> What you need to do: Find the line with "filename crates/animation/stagehand-injection-core/src/clip.rs" in the entries below. Repeat it, every following line, and the line with "from the end.", exactly and with nothing added.

(Source records)
***
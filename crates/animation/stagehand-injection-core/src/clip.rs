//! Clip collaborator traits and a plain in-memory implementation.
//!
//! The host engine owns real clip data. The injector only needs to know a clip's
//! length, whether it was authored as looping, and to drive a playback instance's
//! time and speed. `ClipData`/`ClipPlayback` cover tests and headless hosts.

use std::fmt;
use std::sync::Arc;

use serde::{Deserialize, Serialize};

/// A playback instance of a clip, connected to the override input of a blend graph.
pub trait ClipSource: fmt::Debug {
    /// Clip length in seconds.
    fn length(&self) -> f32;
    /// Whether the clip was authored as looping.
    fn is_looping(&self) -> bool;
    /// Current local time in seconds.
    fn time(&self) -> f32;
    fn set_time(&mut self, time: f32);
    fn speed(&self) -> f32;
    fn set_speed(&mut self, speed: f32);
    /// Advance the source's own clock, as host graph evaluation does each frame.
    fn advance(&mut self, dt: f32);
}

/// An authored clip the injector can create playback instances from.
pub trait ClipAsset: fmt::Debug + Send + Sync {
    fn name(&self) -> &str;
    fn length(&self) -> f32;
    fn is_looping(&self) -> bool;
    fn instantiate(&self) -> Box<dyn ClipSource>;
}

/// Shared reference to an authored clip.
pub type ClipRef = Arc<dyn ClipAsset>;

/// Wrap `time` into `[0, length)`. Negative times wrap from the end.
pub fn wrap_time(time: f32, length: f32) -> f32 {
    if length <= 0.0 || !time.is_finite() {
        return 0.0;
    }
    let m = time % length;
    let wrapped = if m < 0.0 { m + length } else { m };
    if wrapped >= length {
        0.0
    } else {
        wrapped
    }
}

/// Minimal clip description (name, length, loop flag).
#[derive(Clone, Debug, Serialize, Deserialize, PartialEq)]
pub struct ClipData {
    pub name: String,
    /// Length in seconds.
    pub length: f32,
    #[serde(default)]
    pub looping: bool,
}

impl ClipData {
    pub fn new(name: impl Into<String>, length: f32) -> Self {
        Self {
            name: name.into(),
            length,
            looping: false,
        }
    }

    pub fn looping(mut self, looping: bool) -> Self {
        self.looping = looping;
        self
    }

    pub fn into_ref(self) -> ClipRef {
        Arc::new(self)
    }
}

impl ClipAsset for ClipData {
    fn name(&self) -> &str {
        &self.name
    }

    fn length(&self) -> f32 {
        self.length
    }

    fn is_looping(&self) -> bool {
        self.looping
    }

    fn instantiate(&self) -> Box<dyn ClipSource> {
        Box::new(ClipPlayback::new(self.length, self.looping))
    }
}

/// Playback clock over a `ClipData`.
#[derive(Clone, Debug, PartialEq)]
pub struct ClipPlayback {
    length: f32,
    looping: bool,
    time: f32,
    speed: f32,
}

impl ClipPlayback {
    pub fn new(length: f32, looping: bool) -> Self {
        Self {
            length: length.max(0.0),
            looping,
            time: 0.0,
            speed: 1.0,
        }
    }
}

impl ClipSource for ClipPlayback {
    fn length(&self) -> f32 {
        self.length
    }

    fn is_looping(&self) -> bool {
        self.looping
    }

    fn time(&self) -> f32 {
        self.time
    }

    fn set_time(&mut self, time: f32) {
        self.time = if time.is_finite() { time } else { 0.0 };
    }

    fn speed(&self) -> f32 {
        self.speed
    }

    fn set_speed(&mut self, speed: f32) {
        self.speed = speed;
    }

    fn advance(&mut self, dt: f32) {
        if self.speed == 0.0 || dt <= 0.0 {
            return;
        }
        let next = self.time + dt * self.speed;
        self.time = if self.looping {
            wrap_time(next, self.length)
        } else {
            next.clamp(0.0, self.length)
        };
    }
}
***
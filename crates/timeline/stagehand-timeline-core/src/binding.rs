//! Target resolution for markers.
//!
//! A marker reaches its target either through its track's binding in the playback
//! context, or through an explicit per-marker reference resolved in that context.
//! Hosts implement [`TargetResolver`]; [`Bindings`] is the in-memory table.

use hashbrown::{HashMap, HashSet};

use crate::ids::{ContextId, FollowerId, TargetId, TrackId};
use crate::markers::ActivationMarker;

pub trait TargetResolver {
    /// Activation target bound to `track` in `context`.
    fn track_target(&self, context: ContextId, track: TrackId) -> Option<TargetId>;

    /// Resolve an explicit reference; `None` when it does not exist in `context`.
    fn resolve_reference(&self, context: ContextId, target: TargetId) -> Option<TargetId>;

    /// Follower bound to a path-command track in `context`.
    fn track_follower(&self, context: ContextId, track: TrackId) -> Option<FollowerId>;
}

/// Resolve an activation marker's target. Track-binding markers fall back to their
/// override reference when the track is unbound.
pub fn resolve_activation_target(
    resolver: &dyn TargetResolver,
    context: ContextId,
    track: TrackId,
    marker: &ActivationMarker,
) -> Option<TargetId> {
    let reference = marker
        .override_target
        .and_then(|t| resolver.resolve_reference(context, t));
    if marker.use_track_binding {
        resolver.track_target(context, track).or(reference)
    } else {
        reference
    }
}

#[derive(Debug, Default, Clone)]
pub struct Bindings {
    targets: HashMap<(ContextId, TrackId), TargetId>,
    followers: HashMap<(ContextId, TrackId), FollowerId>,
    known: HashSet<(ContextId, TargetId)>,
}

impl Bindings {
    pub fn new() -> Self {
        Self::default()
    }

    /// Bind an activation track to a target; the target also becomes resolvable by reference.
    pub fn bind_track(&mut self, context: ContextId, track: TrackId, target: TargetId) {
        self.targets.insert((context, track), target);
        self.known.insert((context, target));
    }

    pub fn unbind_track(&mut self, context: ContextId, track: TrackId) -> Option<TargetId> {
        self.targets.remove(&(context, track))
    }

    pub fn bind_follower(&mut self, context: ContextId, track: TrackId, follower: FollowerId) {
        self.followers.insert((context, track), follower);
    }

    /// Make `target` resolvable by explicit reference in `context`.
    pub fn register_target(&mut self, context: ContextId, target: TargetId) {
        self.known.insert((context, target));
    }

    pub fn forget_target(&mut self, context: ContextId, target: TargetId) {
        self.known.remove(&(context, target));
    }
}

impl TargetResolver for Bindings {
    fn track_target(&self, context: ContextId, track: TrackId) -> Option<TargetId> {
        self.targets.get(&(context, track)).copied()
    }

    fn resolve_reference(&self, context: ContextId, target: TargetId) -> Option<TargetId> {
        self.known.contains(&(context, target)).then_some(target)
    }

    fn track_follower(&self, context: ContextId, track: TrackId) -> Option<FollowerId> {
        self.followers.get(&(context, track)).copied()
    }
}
***
> Response:
filename crates/animation/stagehand-injection-core/src/clip.rs
//! Clip collaborator traits and a plain in-memory implementation.
//!
//! The host engine owns real clip data. The injector only needs to know a clip's
//! length, whether it was authored as looping, and to drive a playback instance's
//! time and speed. `ClipData`/`ClipPlayback` cover tests and headless hosts.

use std::fmt;
use std::sync::Arc;

use serde::{Deserialize, Serialize};

/// A playback instance of a clip, connected to the override input of a blend graph.
pub trait ClipSource: fmt::Debug {
    /// Clip length in seconds.
    fn length(&self) -> f32;
    /// Whether the clip was authored as looping.
    fn is_looping(&self) -> bool;
    /// Current local time in seconds.
    fn time(&self) -> f32;
    fn set_time(&mut self, time: f32);
    fn speed(&self) -> f32;
    fn set_speed(&mut self, speed: f32);
    /// Advance the source's own clock, as host graph evaluation does each frame.
    fn advance(&mut self, dt: f32);
}

/// An authored clip the injector can create playback instances from.
pub trait ClipAsset: fmt::Debug + Send + Sync {
    fn name(&self) -> &str;
    fn length(&self) -> f32;
    fn is_looping(&self) -> bool;
    fn instantiate(&self) -> Box<dyn ClipSource>;
}

/// Shared reference to an authored clip.
pub type ClipRef = Arc<dyn ClipAsset>;

/// Wrap `time` into `[0, length)`. Negative times wrap from the end.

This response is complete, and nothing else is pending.